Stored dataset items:
* * * *

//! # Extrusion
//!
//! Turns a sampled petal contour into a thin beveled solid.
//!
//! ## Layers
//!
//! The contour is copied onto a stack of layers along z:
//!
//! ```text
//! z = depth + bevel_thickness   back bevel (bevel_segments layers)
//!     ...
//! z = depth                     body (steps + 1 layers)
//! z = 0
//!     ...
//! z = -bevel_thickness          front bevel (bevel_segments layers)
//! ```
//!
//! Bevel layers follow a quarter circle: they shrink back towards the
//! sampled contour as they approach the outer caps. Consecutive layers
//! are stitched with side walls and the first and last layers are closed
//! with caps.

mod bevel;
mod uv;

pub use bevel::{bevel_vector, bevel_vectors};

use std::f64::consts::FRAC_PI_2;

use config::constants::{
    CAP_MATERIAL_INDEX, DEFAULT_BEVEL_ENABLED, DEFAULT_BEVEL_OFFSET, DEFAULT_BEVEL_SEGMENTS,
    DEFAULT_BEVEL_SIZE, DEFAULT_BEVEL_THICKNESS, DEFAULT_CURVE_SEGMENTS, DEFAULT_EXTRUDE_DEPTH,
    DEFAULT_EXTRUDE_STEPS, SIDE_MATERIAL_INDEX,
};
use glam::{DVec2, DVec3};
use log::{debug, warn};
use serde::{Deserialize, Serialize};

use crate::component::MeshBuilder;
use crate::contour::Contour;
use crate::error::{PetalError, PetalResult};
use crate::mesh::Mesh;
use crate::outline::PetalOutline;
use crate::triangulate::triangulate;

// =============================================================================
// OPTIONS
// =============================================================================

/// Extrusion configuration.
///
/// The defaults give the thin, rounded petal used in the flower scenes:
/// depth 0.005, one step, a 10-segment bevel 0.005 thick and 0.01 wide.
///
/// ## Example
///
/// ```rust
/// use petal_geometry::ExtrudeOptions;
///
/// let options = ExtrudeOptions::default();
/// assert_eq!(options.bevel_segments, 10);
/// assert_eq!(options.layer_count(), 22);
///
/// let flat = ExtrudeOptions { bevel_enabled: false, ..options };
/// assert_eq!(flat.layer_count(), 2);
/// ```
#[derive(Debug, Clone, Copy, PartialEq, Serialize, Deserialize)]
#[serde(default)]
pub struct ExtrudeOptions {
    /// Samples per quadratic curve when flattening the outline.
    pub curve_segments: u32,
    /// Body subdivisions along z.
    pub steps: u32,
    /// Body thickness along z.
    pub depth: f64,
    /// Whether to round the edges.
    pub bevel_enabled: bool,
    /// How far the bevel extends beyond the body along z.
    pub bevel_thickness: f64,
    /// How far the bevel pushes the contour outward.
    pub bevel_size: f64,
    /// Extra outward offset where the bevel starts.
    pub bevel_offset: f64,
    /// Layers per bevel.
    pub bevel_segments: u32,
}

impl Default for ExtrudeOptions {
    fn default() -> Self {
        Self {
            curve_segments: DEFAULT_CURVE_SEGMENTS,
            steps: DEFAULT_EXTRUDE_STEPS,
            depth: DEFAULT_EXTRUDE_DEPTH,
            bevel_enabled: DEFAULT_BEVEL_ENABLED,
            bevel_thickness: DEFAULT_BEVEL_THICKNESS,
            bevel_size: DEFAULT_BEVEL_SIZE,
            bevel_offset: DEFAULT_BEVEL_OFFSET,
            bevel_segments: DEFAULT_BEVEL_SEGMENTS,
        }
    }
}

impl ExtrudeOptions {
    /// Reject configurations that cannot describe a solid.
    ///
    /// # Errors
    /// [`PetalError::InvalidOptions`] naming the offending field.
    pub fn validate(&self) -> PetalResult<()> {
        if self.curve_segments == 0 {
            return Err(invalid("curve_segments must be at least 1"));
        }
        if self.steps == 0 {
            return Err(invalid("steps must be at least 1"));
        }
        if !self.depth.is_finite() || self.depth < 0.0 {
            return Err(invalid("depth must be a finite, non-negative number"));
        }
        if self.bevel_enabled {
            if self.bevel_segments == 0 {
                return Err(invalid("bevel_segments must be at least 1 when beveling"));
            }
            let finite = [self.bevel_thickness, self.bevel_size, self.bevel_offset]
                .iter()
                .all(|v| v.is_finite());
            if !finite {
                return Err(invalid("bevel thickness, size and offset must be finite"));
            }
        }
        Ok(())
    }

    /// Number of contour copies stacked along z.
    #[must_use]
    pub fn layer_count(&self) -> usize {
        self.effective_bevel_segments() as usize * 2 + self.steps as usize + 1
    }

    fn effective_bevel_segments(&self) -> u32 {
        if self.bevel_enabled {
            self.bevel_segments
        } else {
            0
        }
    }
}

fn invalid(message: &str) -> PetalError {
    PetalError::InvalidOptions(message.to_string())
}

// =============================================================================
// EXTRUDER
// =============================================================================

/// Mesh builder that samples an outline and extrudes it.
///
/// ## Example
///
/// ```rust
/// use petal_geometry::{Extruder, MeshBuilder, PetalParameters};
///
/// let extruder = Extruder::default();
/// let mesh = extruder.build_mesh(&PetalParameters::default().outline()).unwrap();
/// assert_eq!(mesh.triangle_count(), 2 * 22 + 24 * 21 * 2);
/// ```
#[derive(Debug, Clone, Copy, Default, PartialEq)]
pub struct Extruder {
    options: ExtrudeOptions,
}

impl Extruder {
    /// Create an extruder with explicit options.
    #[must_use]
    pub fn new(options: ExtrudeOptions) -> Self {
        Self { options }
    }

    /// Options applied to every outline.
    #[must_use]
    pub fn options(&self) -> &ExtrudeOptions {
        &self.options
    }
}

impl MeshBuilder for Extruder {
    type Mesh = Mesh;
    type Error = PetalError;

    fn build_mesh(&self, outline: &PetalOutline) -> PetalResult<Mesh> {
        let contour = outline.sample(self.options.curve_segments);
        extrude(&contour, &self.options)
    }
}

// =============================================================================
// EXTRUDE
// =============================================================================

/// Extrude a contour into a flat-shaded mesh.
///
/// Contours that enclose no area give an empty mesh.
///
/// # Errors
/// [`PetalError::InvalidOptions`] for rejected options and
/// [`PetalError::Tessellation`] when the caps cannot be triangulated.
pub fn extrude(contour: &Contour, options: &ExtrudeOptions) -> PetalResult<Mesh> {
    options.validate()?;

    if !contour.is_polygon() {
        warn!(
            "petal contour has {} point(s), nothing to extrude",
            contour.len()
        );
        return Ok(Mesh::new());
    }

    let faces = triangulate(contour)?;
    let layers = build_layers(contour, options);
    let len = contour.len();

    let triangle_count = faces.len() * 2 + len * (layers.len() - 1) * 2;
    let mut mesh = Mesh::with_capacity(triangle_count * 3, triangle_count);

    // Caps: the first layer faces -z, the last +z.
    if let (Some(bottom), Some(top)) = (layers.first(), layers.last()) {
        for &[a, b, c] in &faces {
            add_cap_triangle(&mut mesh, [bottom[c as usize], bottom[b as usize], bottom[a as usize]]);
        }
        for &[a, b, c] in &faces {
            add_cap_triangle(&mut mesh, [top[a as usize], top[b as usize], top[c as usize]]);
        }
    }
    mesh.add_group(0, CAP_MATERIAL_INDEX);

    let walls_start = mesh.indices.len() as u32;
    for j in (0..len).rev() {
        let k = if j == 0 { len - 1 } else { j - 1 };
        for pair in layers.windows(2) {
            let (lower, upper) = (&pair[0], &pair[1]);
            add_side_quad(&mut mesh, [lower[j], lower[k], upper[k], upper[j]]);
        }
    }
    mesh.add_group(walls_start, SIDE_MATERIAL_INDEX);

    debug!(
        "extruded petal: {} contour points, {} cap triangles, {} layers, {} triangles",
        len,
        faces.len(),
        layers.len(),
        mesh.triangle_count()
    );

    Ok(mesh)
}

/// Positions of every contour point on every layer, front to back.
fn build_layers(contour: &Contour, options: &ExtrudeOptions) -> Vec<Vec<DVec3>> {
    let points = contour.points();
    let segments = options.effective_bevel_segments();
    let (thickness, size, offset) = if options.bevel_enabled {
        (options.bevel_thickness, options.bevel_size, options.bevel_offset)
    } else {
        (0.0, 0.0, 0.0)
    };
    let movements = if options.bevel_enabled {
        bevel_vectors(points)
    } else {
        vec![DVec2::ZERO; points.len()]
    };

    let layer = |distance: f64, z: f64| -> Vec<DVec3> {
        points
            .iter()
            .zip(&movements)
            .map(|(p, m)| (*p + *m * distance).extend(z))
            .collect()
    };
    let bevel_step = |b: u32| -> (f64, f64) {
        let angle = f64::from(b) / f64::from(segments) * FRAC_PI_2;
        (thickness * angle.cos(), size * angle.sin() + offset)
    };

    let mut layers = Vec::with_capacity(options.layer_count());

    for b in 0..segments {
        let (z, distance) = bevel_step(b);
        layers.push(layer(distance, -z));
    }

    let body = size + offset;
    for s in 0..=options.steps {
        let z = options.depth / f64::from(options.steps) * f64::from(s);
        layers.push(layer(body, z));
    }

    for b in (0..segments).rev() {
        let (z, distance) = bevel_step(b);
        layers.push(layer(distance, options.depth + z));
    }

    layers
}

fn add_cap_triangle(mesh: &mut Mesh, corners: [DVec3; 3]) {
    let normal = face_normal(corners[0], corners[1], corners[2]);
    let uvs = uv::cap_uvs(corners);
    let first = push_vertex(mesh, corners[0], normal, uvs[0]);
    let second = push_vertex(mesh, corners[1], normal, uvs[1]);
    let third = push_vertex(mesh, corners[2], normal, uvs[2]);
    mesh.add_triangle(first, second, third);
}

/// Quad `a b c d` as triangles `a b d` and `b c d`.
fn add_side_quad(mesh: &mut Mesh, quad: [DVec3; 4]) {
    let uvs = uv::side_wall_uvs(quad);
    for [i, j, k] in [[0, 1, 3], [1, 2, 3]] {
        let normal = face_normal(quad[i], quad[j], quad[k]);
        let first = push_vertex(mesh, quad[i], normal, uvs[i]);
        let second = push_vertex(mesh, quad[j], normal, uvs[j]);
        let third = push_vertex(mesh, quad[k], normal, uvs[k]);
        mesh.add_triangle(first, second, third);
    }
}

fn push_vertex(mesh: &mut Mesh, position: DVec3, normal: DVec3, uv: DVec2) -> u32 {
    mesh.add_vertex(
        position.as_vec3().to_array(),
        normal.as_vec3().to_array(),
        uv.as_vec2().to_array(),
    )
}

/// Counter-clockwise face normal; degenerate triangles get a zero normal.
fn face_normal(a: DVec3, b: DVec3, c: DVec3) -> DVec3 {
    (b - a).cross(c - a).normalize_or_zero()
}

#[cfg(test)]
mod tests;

* * * *

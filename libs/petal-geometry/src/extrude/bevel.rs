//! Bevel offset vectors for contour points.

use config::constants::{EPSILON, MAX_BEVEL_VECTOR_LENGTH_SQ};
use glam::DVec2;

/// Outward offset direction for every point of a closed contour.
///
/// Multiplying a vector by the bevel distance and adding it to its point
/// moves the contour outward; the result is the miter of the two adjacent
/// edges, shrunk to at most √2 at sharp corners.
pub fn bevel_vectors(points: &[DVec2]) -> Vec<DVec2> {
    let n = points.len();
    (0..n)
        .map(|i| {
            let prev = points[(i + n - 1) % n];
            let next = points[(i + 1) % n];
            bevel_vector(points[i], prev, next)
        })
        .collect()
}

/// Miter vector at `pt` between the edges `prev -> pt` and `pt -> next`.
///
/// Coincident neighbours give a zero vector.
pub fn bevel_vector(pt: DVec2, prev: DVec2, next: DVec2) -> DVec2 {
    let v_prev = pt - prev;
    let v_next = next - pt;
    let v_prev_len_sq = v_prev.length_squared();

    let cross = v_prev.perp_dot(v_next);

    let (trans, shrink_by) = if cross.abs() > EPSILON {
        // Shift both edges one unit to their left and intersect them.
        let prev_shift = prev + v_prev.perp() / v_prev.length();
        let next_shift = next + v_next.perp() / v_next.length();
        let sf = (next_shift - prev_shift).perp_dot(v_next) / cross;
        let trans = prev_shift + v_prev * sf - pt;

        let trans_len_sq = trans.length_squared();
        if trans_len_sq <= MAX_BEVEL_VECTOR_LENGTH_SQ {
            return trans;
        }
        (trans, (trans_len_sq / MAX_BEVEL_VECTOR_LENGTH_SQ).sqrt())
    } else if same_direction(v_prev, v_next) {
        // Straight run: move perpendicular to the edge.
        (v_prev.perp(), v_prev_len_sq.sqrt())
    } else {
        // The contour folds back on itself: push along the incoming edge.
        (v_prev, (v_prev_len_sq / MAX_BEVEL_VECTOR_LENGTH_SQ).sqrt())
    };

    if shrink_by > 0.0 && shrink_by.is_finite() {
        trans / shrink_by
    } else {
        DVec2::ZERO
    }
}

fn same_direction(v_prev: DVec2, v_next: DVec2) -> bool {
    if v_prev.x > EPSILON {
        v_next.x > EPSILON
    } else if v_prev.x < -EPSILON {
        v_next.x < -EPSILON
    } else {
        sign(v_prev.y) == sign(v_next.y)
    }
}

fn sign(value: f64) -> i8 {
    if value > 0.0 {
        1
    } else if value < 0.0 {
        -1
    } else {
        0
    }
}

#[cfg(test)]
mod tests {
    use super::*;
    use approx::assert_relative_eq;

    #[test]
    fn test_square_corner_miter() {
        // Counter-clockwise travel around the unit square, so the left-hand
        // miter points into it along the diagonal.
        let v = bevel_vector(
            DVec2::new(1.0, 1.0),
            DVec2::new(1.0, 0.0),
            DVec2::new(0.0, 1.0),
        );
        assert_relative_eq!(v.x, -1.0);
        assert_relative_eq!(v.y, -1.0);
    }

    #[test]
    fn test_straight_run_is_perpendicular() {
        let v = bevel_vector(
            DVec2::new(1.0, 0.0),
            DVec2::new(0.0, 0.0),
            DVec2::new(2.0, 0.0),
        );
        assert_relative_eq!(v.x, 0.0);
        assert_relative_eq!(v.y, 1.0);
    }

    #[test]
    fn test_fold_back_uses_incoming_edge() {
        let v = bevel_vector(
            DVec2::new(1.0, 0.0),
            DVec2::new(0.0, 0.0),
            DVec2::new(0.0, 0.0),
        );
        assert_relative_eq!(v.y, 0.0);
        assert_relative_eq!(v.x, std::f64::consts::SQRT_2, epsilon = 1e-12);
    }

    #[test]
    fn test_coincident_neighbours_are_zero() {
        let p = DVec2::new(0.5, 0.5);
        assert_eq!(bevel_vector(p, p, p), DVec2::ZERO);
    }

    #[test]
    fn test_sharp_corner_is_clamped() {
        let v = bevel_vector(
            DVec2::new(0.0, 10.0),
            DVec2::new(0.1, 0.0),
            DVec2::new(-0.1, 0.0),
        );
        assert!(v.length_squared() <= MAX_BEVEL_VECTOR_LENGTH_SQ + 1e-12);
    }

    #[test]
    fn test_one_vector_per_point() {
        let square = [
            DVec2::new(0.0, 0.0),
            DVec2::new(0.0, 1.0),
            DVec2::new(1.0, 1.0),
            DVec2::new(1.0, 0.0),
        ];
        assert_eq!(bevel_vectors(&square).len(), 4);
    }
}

* * * *

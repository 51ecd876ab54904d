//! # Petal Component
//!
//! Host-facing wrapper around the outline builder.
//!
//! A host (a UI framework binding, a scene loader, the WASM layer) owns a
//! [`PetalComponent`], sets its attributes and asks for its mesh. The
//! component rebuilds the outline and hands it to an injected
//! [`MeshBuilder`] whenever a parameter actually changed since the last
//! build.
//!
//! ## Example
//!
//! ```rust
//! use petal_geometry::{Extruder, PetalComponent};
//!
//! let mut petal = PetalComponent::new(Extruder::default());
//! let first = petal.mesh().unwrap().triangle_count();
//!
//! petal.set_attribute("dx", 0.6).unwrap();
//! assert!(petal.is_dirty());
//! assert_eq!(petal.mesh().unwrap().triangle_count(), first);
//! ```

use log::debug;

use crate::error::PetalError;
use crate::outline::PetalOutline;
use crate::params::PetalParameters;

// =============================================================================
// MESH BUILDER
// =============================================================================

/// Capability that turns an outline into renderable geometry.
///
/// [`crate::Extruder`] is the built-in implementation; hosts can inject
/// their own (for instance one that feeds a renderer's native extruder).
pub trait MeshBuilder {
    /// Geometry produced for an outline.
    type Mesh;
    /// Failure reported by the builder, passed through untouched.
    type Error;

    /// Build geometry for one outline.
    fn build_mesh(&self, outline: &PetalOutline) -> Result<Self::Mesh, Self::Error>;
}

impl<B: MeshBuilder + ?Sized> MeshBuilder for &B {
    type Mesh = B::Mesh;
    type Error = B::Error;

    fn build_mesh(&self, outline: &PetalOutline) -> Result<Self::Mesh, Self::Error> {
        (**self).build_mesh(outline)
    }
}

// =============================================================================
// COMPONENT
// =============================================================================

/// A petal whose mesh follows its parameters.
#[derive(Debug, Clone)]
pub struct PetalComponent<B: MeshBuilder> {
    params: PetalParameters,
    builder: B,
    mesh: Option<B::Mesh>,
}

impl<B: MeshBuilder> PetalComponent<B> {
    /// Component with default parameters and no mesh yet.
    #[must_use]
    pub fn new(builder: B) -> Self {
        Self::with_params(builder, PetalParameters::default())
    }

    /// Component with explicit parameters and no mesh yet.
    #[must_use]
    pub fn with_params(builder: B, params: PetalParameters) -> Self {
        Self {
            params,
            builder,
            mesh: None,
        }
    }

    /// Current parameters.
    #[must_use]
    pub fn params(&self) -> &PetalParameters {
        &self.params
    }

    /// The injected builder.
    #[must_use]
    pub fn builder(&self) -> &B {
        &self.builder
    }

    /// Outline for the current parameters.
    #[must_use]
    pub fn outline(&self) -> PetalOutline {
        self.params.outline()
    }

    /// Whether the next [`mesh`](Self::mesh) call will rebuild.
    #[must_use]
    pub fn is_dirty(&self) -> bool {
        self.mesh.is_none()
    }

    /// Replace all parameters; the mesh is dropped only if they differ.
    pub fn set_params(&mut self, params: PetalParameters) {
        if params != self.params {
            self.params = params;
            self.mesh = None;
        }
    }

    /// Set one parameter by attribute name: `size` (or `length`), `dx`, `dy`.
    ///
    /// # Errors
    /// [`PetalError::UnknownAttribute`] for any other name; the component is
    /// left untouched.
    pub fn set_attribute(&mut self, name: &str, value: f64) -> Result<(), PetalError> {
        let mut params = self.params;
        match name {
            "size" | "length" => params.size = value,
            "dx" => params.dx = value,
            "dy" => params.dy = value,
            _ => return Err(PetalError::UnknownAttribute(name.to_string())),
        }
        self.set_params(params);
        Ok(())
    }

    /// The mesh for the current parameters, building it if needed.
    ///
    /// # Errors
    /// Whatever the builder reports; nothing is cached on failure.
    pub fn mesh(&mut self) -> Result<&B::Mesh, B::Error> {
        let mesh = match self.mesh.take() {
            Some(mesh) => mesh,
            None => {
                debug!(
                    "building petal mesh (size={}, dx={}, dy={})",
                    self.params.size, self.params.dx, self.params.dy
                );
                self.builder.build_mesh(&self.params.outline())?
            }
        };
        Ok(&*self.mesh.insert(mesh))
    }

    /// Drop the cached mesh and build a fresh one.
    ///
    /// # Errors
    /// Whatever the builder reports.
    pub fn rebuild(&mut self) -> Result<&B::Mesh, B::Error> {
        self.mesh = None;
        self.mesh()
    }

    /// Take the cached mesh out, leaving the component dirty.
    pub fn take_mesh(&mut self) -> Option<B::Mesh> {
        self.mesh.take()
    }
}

* * * *

• **WORK ORDER**: Count the lines in the records above that hold the word "cached", and give only that number.

• **ANSWER TO THE EXERCISE**: 3